Son günlerde görüntü segmentasyonu için yaptığım literatür araştırması sonucunda çok farklı segmentasyon mimarileri ile karşılaştım. Bu yazımdan önce sizlere Mask R-CNN mimarisinden bahsetmiştim. Tıpkı bu Mask R-CNN mimarisi gibi Cascade Mask R-CNN yapısı da literatürde karşıma çıktı. Okuduğum orijinal akademik dokümanlardan ve araştırmalarımdan topladığım bilgiler ile sizleri bu konuda aydınlatmaya çalışacağım.

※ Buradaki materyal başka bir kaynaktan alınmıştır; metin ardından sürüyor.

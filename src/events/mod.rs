//! Events module for geofence transitions
//!
//! Structured events published by the controller whenever its observable
//! state changes. The host prints them as JSON lines.

use serde::{Deserialize, Serialize};

/// Events emitted by the geofence controller
#[derive(Debug, Clone, PartialEq, Serialize, Deserialize)]
#[serde(tag = "type", rename_all = "snake_case")]
pub enum AlarmEvent {
    /// A destination was picked
    DestinationSet { latitude: f64, longitude: f64 },

    /// The geofence radius changed (already clamped)
    RadiusChanged { meters: u32 },

    /// Monitoring started
    Armed,

    /// A fresh sample was evaluated against the geofence
    PositionUpdated {
        distance_m: f64,
        inside: bool,
        accuracy_m: f64,
    },

    /// The GPS status line changed because of a stream error
    GpsStatus {
        text: String,
        /// True when the user must act (e.g. grant permission)
        needs_attention: bool,
    },

    /// Arrived inside the geofence; the alarm is sounding
    Triggered {
        distance_m: f64,
        /// Milliseconds between arming and arrival
        armed_ms: u64,
    },

    /// Monitoring stopped and the alarm silenced
    Stopped {
        /// Milliseconds the session was active
        duration_ms: u64,
    },
}

impl std::fmt::Display for AlarmEvent {
    fn fmt(&self, f: &mut std::fmt::Formatter<'_>) -> std::fmt::Result {
        match self {
            AlarmEvent::DestinationSet {
                latitude,
                longitude,
            } => write!(f, "DESTINATION_SET ({latitude:.6}, {longitude:.6})"),
            AlarmEvent::RadiusChanged { meters } => write!(f, "RADIUS_CHANGED ({meters} m)"),
            AlarmEvent::Armed => write!(f, "ARMED"),
            AlarmEvent::PositionUpdated {
                distance_m, inside, ..
            } => write!(
                f,
                "POSITION_UPDATED ({:.0} m, inside: {})",
                distance_m,
                if *inside { "Yes" } else { "No" }
            ),
            AlarmEvent::GpsStatus { text, .. } => write!(f, "GPS_STATUS ({text})"),
            AlarmEvent::Triggered { distance_m, .. } => {
                write!(f, "TRIGGERED ({distance_m:.0} m)")
            }
            AlarmEvent::Stopped { duration_ms } => write!(f, "STOPPED ({duration_ms}ms)"),
        }
    }
}
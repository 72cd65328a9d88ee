//! Great-circle distance on a spherical Earth
//!
//! Two formulas are provided: haversine (the default, numerically stable
//! for short distances) and the spherical law of cosines, which serves as
//! the reference the haversine result is checked against.

use serde::{Deserialize, Serialize};

/// Mean Earth radius in meters
pub const EARTH_RADIUS_M: f64 = 6_371_000.0;

/// A WGS-84 position in degrees
#[derive(Debug, Clone, Copy, PartialEq, Serialize, Deserialize)]
pub struct Coordinate {
    pub latitude: f64,
    pub longitude: f64,
}

impl Coordinate {
    pub fn new(latitude: f64, longitude: f64) -> Self {
        Self {
            latitude,
            longitude,
        }
    }
}

impl std::fmt::Display for Coordinate {
    fn fmt(&self, f: &mut std::fmt::Formatter<'_>) -> std::fmt::Result {
        write!(f, "({:.6}, {:.6})", self.latitude, self.longitude)
    }
}

/// Which formula the controller uses to measure distance
#[derive(Debug, Clone, Copy, Default, PartialEq, Eq, Serialize, Deserialize)]
#[serde(rename_all = "snake_case")]
pub enum DistanceFormula {
    #[default]
    Haversine,
    Cosines,
}

impl DistanceFormula {
    /// Distance in meters between `a` and `b`
    pub fn distance(self, a: Coordinate, b: Coordinate) -> f64 {
        match self {
            DistanceFormula::Haversine => haversine_m(a, b),
            DistanceFormula::Cosines => law_of_cosines_m(a, b),
        }
    }
}

impl std::str::FromStr for DistanceFormula {
    type Err = String;

    fn from_str(s: &str) -> Result<Self, Self::Err> {
        match s.trim().to_ascii_lowercase().as_str() {
            "haversine" => Ok(Self::Haversine),
            "cosines" | "law_of_cosines" => Ok(Self::Cosines),
            other => Err(format!("unknown distance formula '{other}'")),
        }
    }
}

/// Haversine great-circle distance in meters
pub fn haversine_m(a: Coordinate, b: Coordinate) -> f64 {
    let lat1 = a.latitude.to_radians();
    let lat2 = b.latitude.to_radians();
    let d_lat = (b.latitude - a.latitude).to_radians();
    let d_lon = (b.longitude - a.longitude).to_radians();

    let h = (d_lat / 2.0).sin().powi(2) + lat1.cos() * lat2.cos() * (d_lon / 2.0).sin().powi(2);
    // Rounding can push h a hair above 1 for antipodal points
    2.0 * EARTH_RADIUS_M * h.min(1.0).sqrt().asin()
}

/// Spherical law of cosines distance in meters
pub fn law_of_cosines_m(a: Coordinate, b: Coordinate) -> f64 {
    let lat1 = a.latitude.to_radians();
    let lat2 = b.latitude.to_radians();
    let d_lon = (b.longitude - a.longitude).to_radians();

    let cos_c = lat1.sin() * lat2.sin() + lat1.cos() * lat2.cos() * d_lon.cos();
    EARTH_RADIUS_M * cos_c.clamp(-1.0, 1.0).acos()
}

#[cfg(test)]
mod tests {
    use super::*;

    fn relative_error(a: f64, b: f64) -> f64 {
        (a - b).abs() / b.abs().max(f64::EPSILON)
    }

    #[test]
    fn test_one_degree_of_longitude_at_equator() {
        let d = haversine_m(Coordinate::new(0.0, 0.0), Coordinate::new(0.0, 1.0));
        assert!((d - 111_195.0).abs() < 1.0, "got {d}");
    }

    #[test]
    fn test_distance_to_self_is_zero() {
        let p = Coordinate::new(48.8584, 2.2945);
        assert_eq!(haversine_m(p, p), 0.0);
        assert_eq!(DistanceFormula::Haversine.distance(p, p), 0.0);
    }

    #[test]
    fn test_distance_is_symmetric() {
        let pairs = [
            (Coordinate::new(0.0, 0.0), Coordinate::new(0.0, 1.0)),
            (Coordinate::new(51.5007, -0.1246), Coordinate::new(48.8584, 2.2945)),
            (Coordinate::new(-33.8568, 151.2153), Coordinate::new(-37.8136, 144.9631)),
            (Coordinate::new(89.9, 10.0), Coordinate::new(89.9, -170.0)),
        ];
        for (a, b) in pairs {
            assert!((haversine_m(a, b) - haversine_m(b, a)).abs() < 1e-9);
        }
    }

    #[test]
    fn test_haversine_matches_reference_below_1000_km() {
        let origin = Coordinate::new(20.5937, 78.9629);
        let targets = [
            Coordinate::new(20.6037, 78.9629),
            Coordinate::new(21.0, 79.5),
            Coordinate::new(25.0, 80.0),
            Coordinate::new(28.6139, 77.2090),
        ];
        for target in targets {
            let h = haversine_m(origin, target);
            let c = law_of_cosines_m(origin, target);
            assert!(h < 1_000_000.0);
            assert!(relative_error(h, c) < 0.001, "haversine {h} vs cosines {c}");
        }
    }

    #[test]
    fn test_one_degree_of_latitude() {
        let d = DistanceFormula::Cosines
            .distance(Coordinate::new(35.0, 139.0), Coordinate::new(36.0, 139.0));
        assert!((d - 111_195.0).abs() < 5.0, "got {d}");
    }

    #[test]
    fn test_formula_from_str() {
        assert_eq!("haversine".parse::<DistanceFormula>(), Ok(DistanceFormula::Haversine));
        assert_eq!(" Cosines ".parse::<DistanceFormula>(), Ok(DistanceFormula::Cosines));
        assert!("vincenty".parse::<DistanceFormula>().is_err());
    }
}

Cascade,çeşitli görevlerde performansı artıran klasik ama güçlü bir mimaridir. Bununla birlikte, örnek segmentasyonuna basamaklar ile nasıl girilir açık bir soru olmaya devam etmektedir. Cascade R-CNN ve Mask R-CNN’ in basit bir kombinasyonu sadece sınırlı kazanç sağlar. Daha etkili bir yaklaşımı keşfederken, başarılı bir örnek bölümleme (instance segmentation) kademesinin anahtarının, algılama ve bölümleme arasındaki karşılıklı ilişkiden tam olarak yararlanmak olduğu görülmüştür.
Hybrid Task Cascade for Instance Segmentation adlı çalışmada iki önemli açıdan farklılık gösteren yeni bir Hybrid Task Cascade (HTC) çerçevesi önerilmektedir:

  1. Bu iki görevi ayrı ayrı basamaklı olarak rafine etmek yerine, bunları ortak çok aşamalı işleme için birbirine bağlar.
  2. Uzamsal bağlam sağlamak için tamamen evrişimli bir dal benimser, bu da sert ön planı karmaşık arka plandan ayırt etmeye yardımcı olabilir. 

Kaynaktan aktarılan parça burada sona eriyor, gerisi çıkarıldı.